L’influenza di quest’anno si conferma molto più grave del solito. E le cifre, purtroppo, già parlano chiaro. Tre decessi e sei ammalati ricoverati in gravi condizioni in rianimazione in Puglia.

I dati sono forniti dall’Osservatorio epidemiologico regionale pugliese. Le vittime sono tre pugliesi ricoverati a Bari: un uomo di 58 anni affetto da ipertensione, uno di 73 3 uno di 86 affetti entrambi da diverse patologie. Sono invece ricoverati in diversi nosocomi pugliesi i sei pazienti in gravi condizioni, quattro dei quali sono stati trasferiti stamattina dall’ospedale San Paolo di Bari alla rianimazione del Policlinico.

Due pazienti in coma all’ospedale a Udine

Problemi gravi sono segnalati anche a Udine. Due pazienti, di 47 e 49 anni, sono ricoverati in coma nel reparto di terapia intensiva dell’ospedale di Udine perché affetti da influenza. Uno dei due, un paziente diabetico, è arrivato in ospedale con una grave insufficienza respiratoria e le analisi hanno confermato la causa dell’influenza di tipo b. Le sue condizioni sono serie ma in leggero miglioramento. L’altro, un paziente apparentemente privo di fattori di rischio, con un quadro clinico di grave broncopolmonite, la conferma dovrebbe arrivare oggi all’esito delle analisi di laboratorio. Nessuno dei due era vaccinato. Prima dei due pazienti – ricoverati nella settimana di Capodanno – come riferito dal Messaggero Veneto di oggi, altri due erano stati ricoverati nel nosocomio del capoluogo friulano per la stessa patologia. A dicembre erano stati ricoverati infatti in serie condizioni due persone immunodepresse.

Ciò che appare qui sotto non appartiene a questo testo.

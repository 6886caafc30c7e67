use crate::errors::PersistenceError;
use crate::events::Event;
use crate::ids::{OwnerId, SessionId};
use crate::protocol::IdentityMaterial;
use crate::session::{Session, SessionStatus};

/// Durable store for sessions, events and identity material. The store is
/// the system of record; everything held in memory can be rebuilt from it.
///
/// Deleted sessions are never returned by the list queries.
pub trait PersistenceGateway: Send + Sync {
    /// Insert a new session. Fails with `Conflict` when the owner already
    /// has a live session of the same name.
    fn insert_session(&self, session: &Session) -> Result<(), PersistenceError>;
    fn save_session(&self, session: &Session) -> Result<(), PersistenceError>;
    fn load_session(&self, id: &SessionId) -> Result<Option<Session>, PersistenceError>;

    /// Sessions of `owner` that are still active (not logged out, not deleted).
    fn list_active_sessions(&self, owner: &OwnerId) -> Result<Vec<Session>, PersistenceError>;
    /// Every non-deleted session of `owner`, newest first.
    fn list_sessions(&self, owner: &OwnerId) -> Result<Vec<Session>, PersistenceError>;
    /// Active sessions in `status`, across all owners.
    fn list_sessions_by_status(&self, status: SessionStatus) -> Result<Vec<Session>, PersistenceError>;

    /// Append an event, returning it with its sequence number assigned.
    fn append_event(&self, event: Event) -> Result<Event, PersistenceError>;
    fn list_events(
        &self,
        session_id: &SessionId,
        after_sequence: Option<i64>,
        limit: u32,
    ) -> Result<Vec<Event>, PersistenceError>;

    fn load_identity_material(
        &self,
        session_id: &SessionId,
    ) -> Result<Option<IdentityMaterial>, PersistenceError>;
    fn save_identity_material(
        &self,
        session_id: &SessionId,
        material: &IdentityMaterial,
    ) -> Result<(), PersistenceError>;
    fn delete_identity_material(&self, session_id: &SessionId) -> Result<(), PersistenceError>;

    /// Cheap liveness check.
    fn ping(&self) -> Result<(), PersistenceError>;
}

Boom dell’influenza nell’ultima settimana

Boom di casi di influenza nell’ultima settimana con un raddoppio del numero degli italiani che si sono ammalati. Secondo il bollettino dell’Iss, i casi sono stati circa 673.000 per un totale, dall’inizio della sorveglianza, di circa 2.168.000. Nella settimana precedente gli italiani colpiti sono stati 387.000. Questa intensità ha riguardato tutte le regioni, tranne il Nord Est. Molti casi fra i bambini.

Le regioni più colpite

Il livello di incidenza in Italia è pari a 11,11 casi per mille assistiti, e ha già superato quello massimo raggiunto nella scorsa stagione. L’intensità dell’epidemia è ancora considerata media, ma ci si sta avvicinando molto al valore di 13,50 che definisce un’intensità alta. Le regioni più colpite, dove è stata superata la soglia dei 13,50 casi ogni mille assistiti, sono Lombardia, Liguria, la provincia autonoma di Trento, Marche, Basilicata e Calabria.

L’incidenza tra i bambini

“Nella fascia di età 0-4 anni l’incidenza è pari a 29,17 casi per mille assistiti”, prosegue il bollettino, “nella fascia di età 5-14 anni a 18,96 nella fascia 15-64 anni a 10,07 e tra gli individui di età pari o superiore a 65 anni a 6,27 casi per mille assistiti”.